The emails were sent through a legitimate email delivery service and included PDF attachments purporting to contain additional conduct review details. Clicking the link inside the PDF initiated a multi-stage credential harvesting flow that routed victims through multiple CAPTCHA challenges and intermediate pages — simultaneously lending legitimacy to the process and screening out automated analysis tools. The final stage presented a sign-in experience using AiTM techniques to capture Microsoft credentials and session tokens in real time, with the phishing endpoint adapting its behavior based on whether the victim was on mobile or desktop.
Microsoft's broader Q1 2026 email threat analysis adds context to the scale of the problem. The company detected approximately 8.3 billion email-based phishing threats in the first quarter, with nearly 80% being link-based attacks. QR code phishing emerged as the fastest-growing vector, surging 146% from 7.6 million attacks in January to 18.7 million in March. Business email compromise attacks crossed 10.7 million for the quarter.

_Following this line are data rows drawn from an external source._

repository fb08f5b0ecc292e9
//! Human-readable output formatter with colors and styling.

use super::formatter::OutputFormatter;
use anyhow::Result;
use console::Term;
use console::style;
use std::path::Path;
use zipkit_core::CreationReport;
use zipkit_core::ExtractionReport;

pub struct HumanFormatter {
    verbose: bool,
    quiet: bool,
    use_colors: bool,
    term: Term,
}

impl HumanFormatter {
    pub fn new(verbose: bool, quiet: bool) -> Self {
        Self {
            verbose,
            quiet,
            use_colors: console::colors_enabled(),
            term: Term::stdout(),
        }
    }

    fn format_size(bytes: u64) -> String {
        const KB: u64 = 1024;
        const MB: u64 = KB * 1024;
        const GB: u64 = MB * 1024;

        if bytes >= GB {
            format!("{:.1} GB", bytes as f64 / GB as f64)
        } else if bytes >= MB {
            format!("{:.1} MB", bytes as f64 / MB as f64)
        } else if bytes >= KB {
            format!("{:.1} KB", bytes as f64 / KB as f64)
        } else {
            format!("{bytes} B")
        }
    }

    fn format_number(n: usize) -> String {
        let s = n.to_string();
        let mut result = String::new();

        for (i, c) in s.chars().rev().enumerate() {
            if i > 0 && i % 3 == 0 {
                result.push(',');
            }
            result.push(c);
        }

        result.chars().rev().collect()
    }

    fn headline(&self, text: &str) {
        if self.use_colors {
            let _ = self
                .term
                .write_line(&format!("{} {text}", style("✓").green().bold()));
        } else {
            let _ = self.term.write_line(text);
        }
    }

    fn warnings(&self, warnings: &[String]) {
        if warnings.is_empty() {
            return;
        }

        let _ = self.term.write_line("");
        if self.use_colors {
            let _ = self
                .term
                .write_line(&format!("{}", style("Warnings:").yellow().bold()));
        } else {
            let _ = self.term.write_line("Warnings:");
        }
        for warning in warnings {
            let _ = self.term.write_line(&format!("  - {warning}"));
        }
    }
}

impl OutputFormatter for HumanFormatter {
    fn format_creation_result(&self, output_path: &Path, report: &CreationReport) -> Result<()> {
        if self.quiet {
            return Ok(());
        }

        self.headline(&format!("Archive created: {}", output_path.display()));

        let _ = self.term.write_line("");
        let _ = self.term.write_line(&format!(
            "  Files added:      {}",
            Self::format_number(report.files_added)
        ));
        let _ = self.term.write_line(&format!(
            "  Directories:      {}",
            Self::format_number(report.directories_added)
        ));
        let _ = self.term.write_line(&format!(
            "  Total size:       {}",
            Self::format_size(report.bytes_written)
        ));
        let _ = self.term.write_line(&format!(
            "  Compressed size:  {}",
            Self::format_size(report.bytes_compressed)
        ));

        if report.encrypted {
            let _ = self.term.write_line("  Encryption:       AES-256");
        }

        if self.verbose {
            let _ = self.term.write_line(&format!(
                "  Compression:      {:.1}%",
                report.compression_percentage()
            ));
            let _ = self
                .term
                .write_line(&format!("  Duration:         {:?}", report.duration));
        }

        if report.files_skipped > 0 {
            let _ = self
                .term
                .write_line(&format!("  Files skipped:    {}", report.files_skipped));
        }

        self.warnings(&report.warnings);
        Ok(())
    }

    fn format_extraction_result(
        &self,
        output_dir: &Path,
        report: &ExtractionReport,
    ) -> Result<()> {
        if self.quiet {
            return Ok(());
        }

        self.headline(&format!("Extraction complete: {}", output_dir.display()));

        let _ = self.term.write_line(&format!(
            "  Files extracted: {}",
            Self::format_number(report.files_extracted)
        ));
        let _ = self
            .term
            .write_line(&format!("  Directories: {}", report.directories_created));
        let _ = self.term.write_line(&format!(
            "  Total size: {}",
            Self::format_size(report.bytes_written)
        ));

        if report.entries_decrypted > 0 {
            let _ = self
                .term
                .write_line(&format!("  Decrypted: {}", report.entries_decrypted));
        }

        if self.verbose {
            let _ = self
                .term
                .write_line(&format!("  Skipped: {}", report.entries_skipped));
            let _ = self
                .term
                .write_line(&format!("  Duration: {:?}", report.duration));
        }

        self.warnings(&report.warnings);
        Ok(())
    }

    fn format_version(&self, version: &str) -> Result<()> {
        let _ = self.term.write_line(&format!("zipkit {version}"));
        Ok(())
    }

    fn format_error(&self, _operation: &str, error: &anyhow::Error) {
        // Always show errors, even in quiet mode
        let stderr = Term::stderr();
        // The full cause chain only with -v.
        let message = if self.verbose {
            format!("{error:?}")
        } else {
            error.to_string()
        };
        if self.use_colors {
            let _ = stderr.write_line(&format!("{} {message}", style("ERROR:").red().bold()));
        } else {
            let _ = stderr.write_line(&format!("ERROR: {message}"));
        }
    }
}
//! Password and encryption mode types.

use zeroize::Zeroizing;

/// An archive password.
///
/// The secret is wiped from memory when the value is dropped and is never
/// printed by `Debug`. A `Password` is never empty: [`Password::new`] returns
/// `None` for an empty string, which is how the engine tells "no password"
/// apart from "password".
///
/// # Examples
///
/// ```
/// use zipkit_core::Password;
///
/// assert!(Password::new("").is_none());
///
/// let password = Password::new("hunter2").unwrap();
/// assert_eq!(format!("{password:?}"), "Password(***)");
/// ```
#[derive(Clone, PartialEq, Eq)]
pub struct Password(Zeroizing<String>);

impl Password {
    /// Creates a password, or `None` if `secret` is empty.
    #[must_use]
    pub fn new(secret: impl Into<String>) -> Option<Self> {
        let secret = Zeroizing::new(secret.into());
        if secret.is_empty() {
            None
        } else {
            Some(Self(secret))
        }
    }

    /// Returns the secret as a string slice.
    #[must_use]
    pub fn expose(&self) -> &str {
        &self.0
    }

    /// Returns the secret as bytes, as used by the ZIP key derivation.
    #[must_use]
    pub fn as_bytes(&self) -> &[u8] {
        self.0.as_bytes()
    }
}

impl std::fmt::Debug for Password {
    fn fmt(&self, f: &mut std::fmt::Formatter<'_>) -> std::fmt::Result {
        f.write_str("Password(***)")
    }
}

/// Encryption applied when writing, or expected when reading, an archive.
#[derive(Debug, Clone, Default, PartialEq, Eq)]
pub enum Encryption {
    /// Plain DEFLATE entries without confidentiality.
    #[default]
    None,
    /// WinZip AES-256 encrypted entries keyed by the password.
    Aes(Password),
}

impl Encryption {
    /// Selects the encryption mode from an optional password.
    ///
    /// A missing or empty password selects [`Encryption::None`].
    ///
    /// # Examples
    ///
    /// ```
    /// use zipkit_core::Encryption;
    ///
    /// assert_eq!(Encryption::from_password(None), Encryption::None);
    /// assert_eq!(Encryption::from_password(Some("")), Encryption::None);
    /// assert!(Encryption::from_password(Some("secret")).is_encrypted());
    /// ```
    #[must_use]
    pub fn from_password(password: Option<&str>) -> Self {
        password
            .and_then(Password::new)
            .map_or(Self::None, Self::Aes)
    }

    /// Returns `true` for [`Encryption::Aes`].
    #[must_use]
    pub const fn is_encrypted(&self) -> bool {
        matches!(self, Self::Aes(_))
    }

    /// Returns the password, if any.
    #[must_use]
    pub const fn password(&self) -> Option<&Password> {
        match self {
            Self::None => None,
            Self::Aes(password) => Some(password),
        }
    }
}
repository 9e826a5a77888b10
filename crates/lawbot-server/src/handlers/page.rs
use axum::{
    extract::State,
    http::HeaderMap,
    response::{Html, IntoResponse, Redirect, Response},
    Form,
};
use tracing::debug;
use uuid::Uuid;

use crate::models::chat::QueryForm;
use crate::state::AppState;
use crate::utils::error::ApiError;

use super::session::{resolve_session, with_session_cookie};

/// Render the chat page with every turn of the caller's session.
pub async fn index_handler(
    State(state): State<AppState>,
    headers: HeaderMap,
) -> Result<Response, ApiError> {
    let (session_id, is_new) = resolve_session(&headers, &state.session_cookie);

    let turns = state.conversation_manager.conversation(session_id).await;
    let html = state
        .renderer
        .render(&turns)
        .map_err(|e| ApiError::InternalError(format!("{:#}", e)))?;

    let response = Html(html).into_response();
    Ok(if is_new {
        with_session_cookie(response, &state.session_cookie, session_id)
    } else {
        response
    })
}

/// Run one submission, then send the browser back to the page.
pub async fn submit_handler(
    State(state): State<AppState>,
    headers: HeaderMap,
    Form(form): Form<QueryForm>,
) -> Response {
    let (session_id, is_new) = resolve_session(&headers, &state.session_cookie);

    if form.query.trim().is_empty() {
        debug!("Ignoring blank query for session {}", session_id);
    } else {
        state
            .conversation_manager
            .submit(session_id, &form.query)
            .await;
    }

    let response = Redirect::to("/").into_response();
    if is_new {
        with_session_cookie(response, &state.session_cookie, session_id)
    } else {
        response
    }
}

/// Start a new conversation under a new session id.
pub async fn reset_handler(State(state): State<AppState>, headers: HeaderMap) -> Response {
    let (session_id, _) = resolve_session(&headers, &state.session_cookie);
    state.conversation_manager.reset(session_id);

    with_session_cookie(
        Redirect::to("/").into_response(),
        &state.session_cookie,
        Uuid::new_v4(),
    )
}
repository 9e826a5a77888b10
mod settings;

pub use settings::*;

Two additional campaigns stood out during the period: a 1.2 million message campaign in late February using 401(k) and payment-themed lures with SVG attachments targeting 53,000 organizations across 23 countries, and a 1.5 million message campaign on March 17 that accounted for 7% of all malicious HTML attachments observed that month. Infrastructure analysis linked the phishing endpoints to multiple PhaaS providers including Tycoon 2FA, Kratos (formerly Sneaky 2FA), and EvilTokens.
Microsoft also noted that Tycoon 2FA operators have begun migrating away from Cloudflare following a coordinated disruption operation in March 2026, redistributing their infrastructure across alternative hosting platforms that offer comparable anti-analysis protections.
Defensive Guidance:
The code-of-conduct theme is particularly effective because it triggers anxiety and urgency — employees are conditioned to take HR-related communications seriously. Security awareness training should specifically address this lure category. Deploy conditional access policies that evaluate sign-in risk signals beyond MFA, including device compliance, location anomalies, and token replay detection. Monitor for AiTM indicators including authentication flows that originate from proxy infrastructure and session tokens being used from different IPs than where the initial authentication occurred. Block known PhaaS infrastructure associated with Tycoon 2FA, Kratos, and EvilTokens at the network and email gateway level. The surge in QR code phishing — now embedded directly in email bodies — requires detection capabilities that can parse and evaluate QR code destinations inline.